Smokers Attitudes Towards Vaping

Posted 10th November 2014 by Dave Cross
Two years ago things were looking good: no tabloid stories of exploding chargers, cigalikes were becoming widely available and the WHO had yet to stick its oar in. Smokers were largely in favour of electronic cigarettes, how has this position changed?

In 2012, a survey of 973 smokers in Prague found 86% had heard of e-cigs, 26% had tried them and 7% were using them regularly. Satisfaction ratings were ‘as expected’ or ‘better than expected’ for over half of those questioned. Expectations were high and the UK was about to see a doubling in electronic cigarette use.

With a reported downturn in vaping sales in many countries, what is the current prevailing attitude of smokers towards vaping?

The answer isn’t positive, according to Health News: “Smokers were generally negative in their reaction towards e-cigarettes, possibly due to the widely documented uncertainties about safety and effectiveness.”

Researchers from the University of Liverpool have been looking at 320 smokers accessing the cessation service on Merseyside. The research sought to examine what the smokers thought of electronic cigarettes and if they preferred to use them instead of traditional NRT products.

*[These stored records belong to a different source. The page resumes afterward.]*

//! Workflow state machine positions.

use serde::{Deserialize, Serialize};
use std::fmt;

/// Position of the upload-and-process workflow.
///
/// A run walks `FileSelected` through `Ready` strictly in order; `Failed`
/// absorbs any step's failure. `Ready` and `Failed` are terminal for a run;
/// selecting a new file starts over at `FileSelected`.
#[derive(Debug, Clone, Copy, PartialEq, Eq, Hash, Serialize, Deserialize, Default)]
#[serde(rename_all = "snake_case")]
pub enum WorkflowState {
    /// No file selected yet
    #[default]
    Idle,
    /// A file is selected and a run may start
    FileSelected,
    /// Waiting for the presigned upload credential
    RequestingCredential,
    /// Transferring the file bytes to the blob store
    Uploading,
    /// Waiting for the censoring service to produce the output
    Processing,
    /// Waiting for the signed download link
    FetchingDownloadLink,
    /// Download link available; the run is complete
    Ready,
    /// The run ended in a classified failure
    Failed,
}

impl WorkflowState {
    /// Get string representation of the state.
    pub fn as_str(&self) -> &'static str {
        match self {
            WorkflowState::Idle => "idle",
            WorkflowState::FileSelected => "file_selected",
            WorkflowState::RequestingCredential => "requesting_credential",
            WorkflowState::Uploading => "uploading",
            WorkflowState::Processing => "processing",
            WorkflowState::FetchingDownloadLink => "fetching_download_link",
            WorkflowState::Ready => "ready",
            WorkflowState::Failed => "failed",
        }
    }

    /// Check if this is a terminal state for the current run.
    pub fn is_terminal(&self) -> bool {
        matches!(self, WorkflowState::Ready | WorkflowState::Failed)
    }

    /// Check if a collaborator call is outstanding in this state.
    pub fn is_in_flight(&self) -> bool {
        matches!(
            self,
            WorkflowState::RequestingCredential
                | WorkflowState::Uploading
                | WorkflowState::Processing
                | WorkflowState::FetchingDownloadLink
        )
    }
}

impl fmt::Display for WorkflowState {
    fn fmt(&self, f: &mut fmt::Formatter<'_>) -> fmt::Result {
        write!(f, "{}", self.as_str())
    }
}

#[cfg(test)]
mod tests {
    use super::*;

    #[test]
    fn test_terminal_states() {
        assert!(WorkflowState::Ready.is_terminal());
        assert!(WorkflowState::Failed.is_terminal());
        assert!(!WorkflowState::Idle.is_terminal());
        assert!(!WorkflowState::Processing.is_terminal());
    }

    #[test]
    fn test_in_flight_states() {
        assert!(WorkflowState::RequestingCredential.is_in_flight());
        assert!(WorkflowState::Uploading.is_in_flight());
        assert!(WorkflowState::Processing.is_in_flight());
        assert!(WorkflowState::FetchingDownloadLink.is_in_flight());
        assert!(!WorkflowState::Idle.is_in_flight());
        assert!(!WorkflowState::FileSelected.is_in_flight());
        assert!(!WorkflowState::Ready.is_in_flight());
        assert!(!WorkflowState::Failed.is_in_flight());
    }

    #[test]
    fn test_snake_case_serialization() {
        let json = serde_json::to_string(&WorkflowState::FetchingDownloadLink).unwrap();
        assert_eq!(json, "\"fetching_download_link\"");
        assert_eq!(WorkflowState::default(), WorkflowState::Idle);
    }
}
//! Workflow configuration.

use vcensor_client::ApiClientConfig;

/// Configuration for the workflow coordinator.
#[derive(Debug, Clone, Default)]
pub struct WorkflowConfig {
    /// Control-plane client configuration
    pub api: ApiClientConfig,
    /// Public bucket name used to render direct playback URLs
    pub public_bucket: Option<String>,
}

impl WorkflowConfig {
    /// Create config from environment variables.
    pub fn from_env() -> Self {
        Self {
            api: ApiClientConfig::from_env(),
            public_bucket: std::env::var("VCENSOR_PUBLIC_BUCKET").ok(),
        }
    }
}
//! Selected source file.

use std::fmt;

use bytes::Bytes;

/// A user-selected file awaiting upload.
///
/// Immutable once selected; replacing the selection discards all downstream
/// workflow state.
#[derive(Clone)]
pub struct SourceFile {
    /// Display name as supplied by the user.
    pub name: String,
    /// Declared MIME type sent with the blob transfer.
    pub content_type: String,
    /// Raw payload.
    pub data: Bytes,
}

impl SourceFile {
    pub fn new(
        name: impl Into<String>,
        content_type: impl Into<String>,
        data: impl Into<Bytes>,
    ) -> Self {
        Self {
            name: name.into(),
            content_type: content_type.into(),
            data: data.into(),
        }
    }

    /// Build a source file, guessing the MIME type from the extension when
    /// the caller does not declare one.
    pub fn with_guessed_type(name: impl Into<String>, data: impl Into<Bytes>) -> Self {
        let name = name.into();
        let content_type = guess_content_type(&name).to_string();
        Self {
            name,
            content_type,
            data: data.into(),
        }
    }

    /// Payload size in bytes.
    pub fn size(&self) -> usize {
        self.data.len()
    }
}

impl fmt::Debug for SourceFile {
    fn fmt(&self, f: &mut fmt::Formatter<'_>) -> fmt::Result {
        f.debug_struct("SourceFile")
            .field("name", &self.name)
            .field("content_type", &self.content_type)
            .field("bytes", &self.data.len())
            .finish()
    }
}

/// Map common video extensions to MIME types.
fn guess_content_type(name: &str) -> &'static str {
    let extension = name
        .rsplit_once('.')
        .map(|(_, ext)| ext.to_ascii_lowercase());

    match extension.as_deref() {
        Some("mp4" | "m4v") => "video/mp4",
        Some("mov") => "video/quicktime",
        Some("webm") => "video/webm",
        Some("mkv") => "video/x-matroska",
        Some("avi") => "video/x-msvideo",
        _ => "application/octet-stream",
    }
}
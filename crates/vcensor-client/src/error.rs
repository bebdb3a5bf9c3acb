//! Control-plane client error types.

use reqwest::StatusCode;
use thiserror::Error;

pub type ClientResult<T> = Result<T, ClientError>;

#[derive(Debug, Error)]
pub enum ClientError {
    /// No response was received from the service.
    #[error("Error connecting to the server: {0}")]
    Unreachable(#[source] reqwest::Error),

    /// The service answered with a non-success status.
    #[error("Service rejected the request ({status}): {message}")]
    Rejected { status: StatusCode, message: String },

    /// The service answered successfully but the body did not decode.
    #[error("Invalid response: {0}")]
    InvalidResponse(String),
}

impl ClientError {
    pub fn is_unreachable(&self) -> bool {
        matches!(self, ClientError::Unreachable(_))
    }
}

/// Build a `Rejected` error from a non-success response body.
///
/// Prefers a JSON `message`/`detail`/`error` field, falls back to the raw
/// body, then to the status line.
pub(crate) fn rejected(status: StatusCode, body: &str) -> ClientError {
    let from_json = serde_json::from_str::<serde_json::Value>(body)
        .ok()
        .and_then(|value| {
            ["message", "detail", "error"]
                .iter()
                .find_map(|field| value.get(field)?.as_str().map(str::to_owned))
        });

    let message = from_json.unwrap_or_else(|| {
        let trimmed = body.trim();
        if trimmed.is_empty() {
            status
                .canonical_reason()
                .unwrap_or("request failed")
                .to_string()
        } else {
            trimmed.to_string()
        }
    });

    ClientError::Rejected { status, message }
}
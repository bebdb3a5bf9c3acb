//! Upload-and-process workflow coordination.
//!
//! This crate provides:
//! - The workflow coordinator and its state machine
//! - Failure classification for collaborator errors
//! - A read-only snapshot surface for presentation layers

pub mod config;
pub mod coordinator;
pub mod error;

pub use config::WorkflowConfig;
pub use coordinator::{WorkflowCoordinator, WorkflowSnapshot};
pub use error::{WorkflowError, WorkflowResult};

51.3% admitted to having used a vaping device while 45.5% considered themselves to be current users.

Smokers appear undecided towards e-cigarettes, possibly due to the widely documented uncertainties about safety and effectiveness in helping smokers to successfully break their addiction. Some also viewed using e-cigarettes as an extension of smoking and perceived them as an inferior tool for helping to quit smoking.

Frances Sherratt, lead author from the University of Liverpool, said: “Our results show that electronic cigarettes are commonly used by smokers wanting to quit and seek help through the Stop Smoking Services. Many smokers also viewed e-cigarettes negatively or indifferently as a way to stop smoking. This study highlights the need for better education regarding e-cigarettes, to enable smokers to make balanced, informed smoking cessation treatment decisions to help them quit.

Some participants demonstrated that they were misinformed of or misunderstood the risks associated with e-cigarettes. Paula Chadwick, chief executive of Roy Castle Lung Cancer Foundation who helped fund the research, said: “Lingering issues around their safety and long-term health impact also continue to affect public opinion.”

Dr Karen Kennedy, Director of the National Cancer Research Institute, said: “This research provides an interesting insight into how many, and why, smokers use e-cigarettes. Tobacco is the single biggest cause of preventable cancer deaths, so understanding how smokers can be better helped in breaking the addiction is extremely valuable in reducing cancer deaths.

"This study highlights the need for better education regarding e-cigarettes, to enable smokers to make balanced, informed smoking cessation treatment decisions to help them quit," added Frances.